The normalization of this exercise as a standard and shared team ritual is fundamental and incredibly helpful in our work context, especially in the field of the teams that look after the logistics process — the majority! — where:

  • There are often strong interdependencies between teams when we face problems and try to develop solutions. In our operational facilities, either a Colmena or a store, up to 4 different teams work in continuous processes and flows that have several touchpoints and interrelations.
  • Our teams are multidisciplinary and cover technology — what we might typically understand as “product” — and the physical operations as a whole. For us, envisioning the global picture of the operation, including processes and technological solutions, is essential. However, sometimes we need to manage opposing positions from the perspective of each discipline involved. In fact, I personally often like to say that we really work on “operational solutions” that we make available to end-users. We jointly and collaboratively address complete “operational solutions”! It is not a product — ”technology” — alone, and it is not just a process, but the binomial of both things that must always go hand in hand.
  • The problems we manage have a powerful physical dimension, which often brings about some important constraints. Some decisions have implications on equipment, facilities, and people that sometimes are not that easy to reverse or change. On the other hand, the business as usual operations live together with the need for continuous improvement of our “solutions,” This, of course, also has its consequences in the development cycles, tests, and operational launches or roll-outs.

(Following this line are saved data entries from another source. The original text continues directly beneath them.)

pub mod duration;
pub mod dynamic;
mod types;

pub use duration::Duration;
pub use dynamic::Configuration;
pub use types::*;

use anyhow::{Context, Result};
use std::net::SocketAddr;
use std::path::Path;

impl StaticConfig {
    pub fn load(path: &Path) -> Result<Self> {
        let content = std::fs::read_to_string(path)
            .with_context(|| format!("Failed to read config file: {:?}", path))?;

        let config: StaticConfig =
            serde_yml::from_str(&content).with_context(|| "Failed to parse config file")?;

        config.validate()?;

        Ok(config)
    }

    pub fn validate(&self) -> Result<()> {
        if self.entry_points.is_empty() {
            anyhow::bail!("At least one entry point must be defined");
        }

        for (name, ep) in &self.entry_points {
            if name.contains('@') {
                anyhow::bail!("Entry point name '{}' must not contain '@'", name);
            }
            ep.address
                .parse::<SocketAddr>()
                .with_context(|| format!("Invalid address for entry point '{}': {}", name, ep.address))?;
        }

        if let Some(file) = &self.providers.file {
            if file.filename.as_os_str().is_empty() {
                anyhow::bail!("File provider requires a filename");
            }
        }

        Ok(())
    }

    /// Names of every configured entry point, sorted.
    pub fn entry_point_names(&self) -> Vec<String> {
        self.entry_points.keys().cloned().collect()
    }
}

/// Read a dynamic configuration document. YAML is a superset of JSON so
/// both formats go through the same parser.
pub fn load_dynamic(path: &Path) -> Result<Configuration> {
    let content = std::fs::read_to_string(path)
        .with_context(|| format!("Failed to read dynamic config: {:?}", path))?;

    if content.trim().is_empty() {
        return Ok(Configuration::default());
    }

    serde_yml::from_str(&content)
        .with_context(|| format!("Failed to parse dynamic config: {:?}", path))
}
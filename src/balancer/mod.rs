mod sticky;
mod weighted;

pub use sticky::{cookie_token, default_cookie_name, StickyCookie};
pub use weighted::WeightedRoundRobin;

use hyper::Request;

/// Weighted selection with optional cookie-based session affinity.
///
/// Each item is registered under a key (server URL or service name) whose
/// hashed form is the cookie value.
pub struct Balancer<T> {
    wrr: WeightedRoundRobin<Member<T>>,
    sticky: Option<StickyCookie>,
}

pub struct Member<T> {
    pub key: String,
    pub token: String,
    pub item: T,
}

/// Result of a selection. `set_cookie` holds the value to send back when a
/// new session has to be issued.
pub struct Pick<'a, T> {
    pub index: usize,
    pub member: &'a Member<T>,
    pub set_cookie: Option<&'a str>,
}

impl<T> Balancer<T> {
    pub fn new(members: impl IntoIterator<Item = (String, T, u32)>, sticky: Option<StickyCookie>) -> Self {
        let wrr = WeightedRoundRobin::new(members.into_iter().map(|(key, item, weight)| {
            let token = cookie_token(&key);
            (Member { key, token, item }, weight)
        }));

        Self { wrr, sticky }
    }

    /// Choose the member for `req`.
    ///
    /// A valid affinity cookie pointing at an available member wins. A
    /// missing, stale or unknown cookie falls back to weighted selection and
    /// a fresh cookie is issued.
    pub fn pick<B>(&self, req: &Request<B>) -> Option<Pick<'_, T>> {
        let Some(sticky) = &self.sticky else {
            return self.wrr.next().map(|(index, member)| Pick {
                index,
                member,
                set_cookie: None,
            });
        };

        if let Some(value) = sticky.value_of(req) {
            if let Some(index) = self.wrr.position(|m| m.token == value) {
                if self.wrr.is_available(index) {
                    if let Some(member) = self.wrr.get(index) {
                        return Some(Pick {
                            index,
                            member,
                            set_cookie: None,
                        });
                    }
                }
            }
        }

        self.wrr.next().map(|(index, member)| Pick {
            index,
            member,
            set_cookie: Some(member.token.as_str()),
        })
    }

    pub fn sticky(&self) -> Option<&StickyCookie> {
        self.sticky.as_ref()
    }

    /// Mark the member registered under `key` up or down.
    pub fn set_up(&self, key: &str, up: bool) -> bool {
        match self.wrr.position(|m| m.key == key) {
            Some(index) => {
                self.wrr.set_up(index, up);
                true
            }
            None => false,
        }
    }

    pub fn members(&self) -> impl Iterator<Item = &Member<T>> {
        self.wrr.iter()
    }

    pub fn len(&self) -> usize {
        self.wrr.len()
    }

    pub fn is_empty(&self) -> bool {
        self.wrr.is_empty()
    }
}

#[cfg(test)]
mod tests {
    use super::*;
    use crate::config::dynamic::Cookie;
    use hyper::header::COOKIE;

    fn sticky() -> Option<StickyCookie> {
        Some(StickyCookie::new(
            &Cookie {
                name: "lb".into(),
                ..Default::default()
            },
            "app@file",
        ))
    }

    fn members(urls: &[(&str, u32)]) -> Vec<(String, &'static str, u32)> {
        urls.iter().map(|(u, w)| (u.to_string(), "handler", *w)).collect()
    }

    fn with_cookie(value: &str) -> Request<()> {
        Request::builder()
            .header(COOKIE, format!("lb={}", value))
            .body(())
            .unwrap()
    }

    #[test]
    fn test_without_sticky_never_sets_cookie() {
        let balancer = Balancer::new(members(&[("http://a:80", 1), ("http://b:80", 1)]), None);
        let req = Request::builder().body(()).unwrap();
        let pick = balancer.pick(&req).unwrap();
        assert!(pick.set_cookie.is_none());
    }

    #[test]
    fn test_sticky_cookie_pins_member() {
        let balancer = Balancer::new(members(&[("http://a:80", 1), ("http://b:80", 1)]), sticky());
        let token_b = cookie_token("http://b:80");

        for _ in 0..5 {
            let pick = balancer.pick(&with_cookie(&token_b)).unwrap();
            assert_eq!(pick.member.key, "http://b:80");
            assert!(pick.set_cookie.is_none());
        }
    }

    #[test]
    fn test_first_request_issues_cookie() {
        let balancer = Balancer::new(members(&[("http://a:80", 1)]), sticky());
        let req = Request::builder().body(()).unwrap();
        let pick = balancer.pick(&req).unwrap();
        assert_eq!(pick.set_cookie, Some(cookie_token("http://a:80").as_str()));
    }

    #[test]
    fn test_stale_cookie_falls_back_and_reissues() {
        // B was removed from the service: the new balancer no longer knows it.
        let stale = cookie_token("http://b:80");
        let balancer = Balancer::new(members(&[("http://a:80", 1), ("http://c:80", 1)]), sticky());

        let pick = balancer.pick(&with_cookie(&stale)).unwrap();
        assert_ne!(pick.member.key, "http://b:80");
        let issued = pick.set_cookie.unwrap();
        assert_eq!(issued, pick.member.token);
        assert!(["http://a:80", "http://c:80"].contains(&pick.member.key.as_str()));
    }

    #[test]
    fn test_cookie_to_down_member_is_ignored() {
        let balancer = Balancer::new(members(&[("http://a:80", 1), ("http://b:80", 1)]), sticky());
        assert!(balancer.set_up("http://b:80", false));

        let pick = balancer.pick(&with_cookie(&cookie_token("http://b:80"))).unwrap();
        assert_eq!(pick.member.key, "http://a:80");
        assert!(pick.set_cookie.is_some());
    }

    #[test]
    fn test_set_up_unknown_key() {
        let balancer = Balancer::new(members(&[("http://a:80", 1)]), None);
        assert!(!balancer.set_up("http://zzz:80", false));
    }
}
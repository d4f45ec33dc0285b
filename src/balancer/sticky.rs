use crate::config::dynamic::Cookie;
use hyper::header::{HeaderValue, COOKIE, SET_COOKIE};
use hyper::{Request, Response};

/// Session affinity cookie settings for one balancer.
#[derive(Debug, Clone)]
pub struct StickyCookie {
    name: String,
    secure: bool,
    http_only: bool,
    same_site: Option<&'static str>,
}

impl StickyCookie {
    pub fn new(config: &Cookie, service_name: &str) -> Self {
        let name = if config.name.is_empty() {
            default_cookie_name(service_name)
        } else {
            config.name.clone()
        };

        let same_site = match config.same_site.to_ascii_lowercase().as_str() {
            "none" => Some("None"),
            "lax" => Some("Lax"),
            "strict" => Some("Strict"),
            _ => None,
        };

        Self {
            name,
            secure: config.secure,
            http_only: config.http_only,
            same_site,
        }
    }

    pub fn name(&self) -> &str {
        &self.name
    }

    /// Value of this cookie in the request, if present.
    pub fn value_of<B>(&self, req: &Request<B>) -> Option<String> {
        req.headers()
            .get_all(COOKIE)
            .iter()
            .filter_map(|h| h.to_str().ok())
            .flat_map(|h| h.split(';'))
            .filter_map(|cookie| {
                let (name, value) = cookie.trim().split_once('=')?;
                (name.trim() == self.name).then(|| value.trim().to_string())
            })
            .next()
    }

    /// Get the Set-Cookie header value for a session pinned to `value`.
    pub fn set_cookie_header(&self, value: &str) -> String {
        let mut cookie = format!("{}={}; Path=/", self.name, value);

        if self.http_only {
            cookie.push_str("; HttpOnly");
        }

        if self.secure {
            cookie.push_str("; Secure");
        }

        if let Some(same_site) = self.same_site {
            cookie.push_str(&format!("; SameSite={}", same_site));
        }

        cookie
    }

    pub fn add_cookie_to_response<B>(&self, response: &mut Response<B>, value: &str) {
        if let Ok(header) = HeaderValue::from_str(&self.set_cookie_header(value)) {
            response.headers_mut().append(SET_COOKIE, header);
        }
    }
}

/// `_` followed by the first six hex digits of SHA-1(service name).
pub fn default_cookie_name(service_name: &str) -> String {
    let digest = sha1_smol::Sha1::from(service_name).digest().to_string();
    format!("_{}", &digest[..6])
}

/// Opaque cookie value identifying a backend without exposing its address.
pub fn cookie_token(key: &str) -> String {
    let digest = sha1_smol::Sha1::from(key).digest().to_string();
    digest[..16].to_string()
}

And then, the “catchphrase” comes up

Taking inspiration from the company-level vision allows us to define further a team’s vision or even a shared cross-team vision. This provides us with some key elements that enable us to move forward with more certainty in a shared direction:

  • build altogether long-term goals that can generate motivation, drive, and commitment based on their future impact.
  • alignment between teams in decisions and paths with mutual relevant implications.
  • more certainty for the engineering teams about where we want to go so that the actions we take now will never hinder and ideally even facilitate future implementations.
  • unlock the definition of operational and/or product strategies that help us take “smart” steps while adding value to the business on our way to the final vision.
  • have a target scenario to share with the others — other teams, other company areas, the end-users themselves, etc. It can provide some light on our work out there, get different stakeholders onboard to the plan, or simply ensure the integration of external visions that could fine-tune or help improve it.

In Mercadona Online, same as in Mercadona, we strongly believe in the power of an organisational culture, which allows us to understand each other, develop solid work relationships and eventually work similarly and in the same direction.

Like any other value or principle that aspires to become an internal “cultural” practice that ends up permeating throughout an organisation, some determination and insistence are required in the message from the company’s management and board members. Our CPO, Javier Querol, plays a key role in that context within the Product team!

Its integration into day-to-day dynamics and frameworks is also essential — team onboarding, quarterly goals, all-hands presentations, product initiation or requirement documents, etc. And experiencing its potential contribution in the first person or the problems that might arise when we move away from this approach will make of course the final push.

Finally, I can then promise that after some time, patience and perseverance, those “sweet” moments will begin to happen naturally and frequently, whether on Slack or face-to-face, in which any member of the team will begin the sentence with that beautiful catch phrase of: “The vision is….” And it’s really cool. Indeed!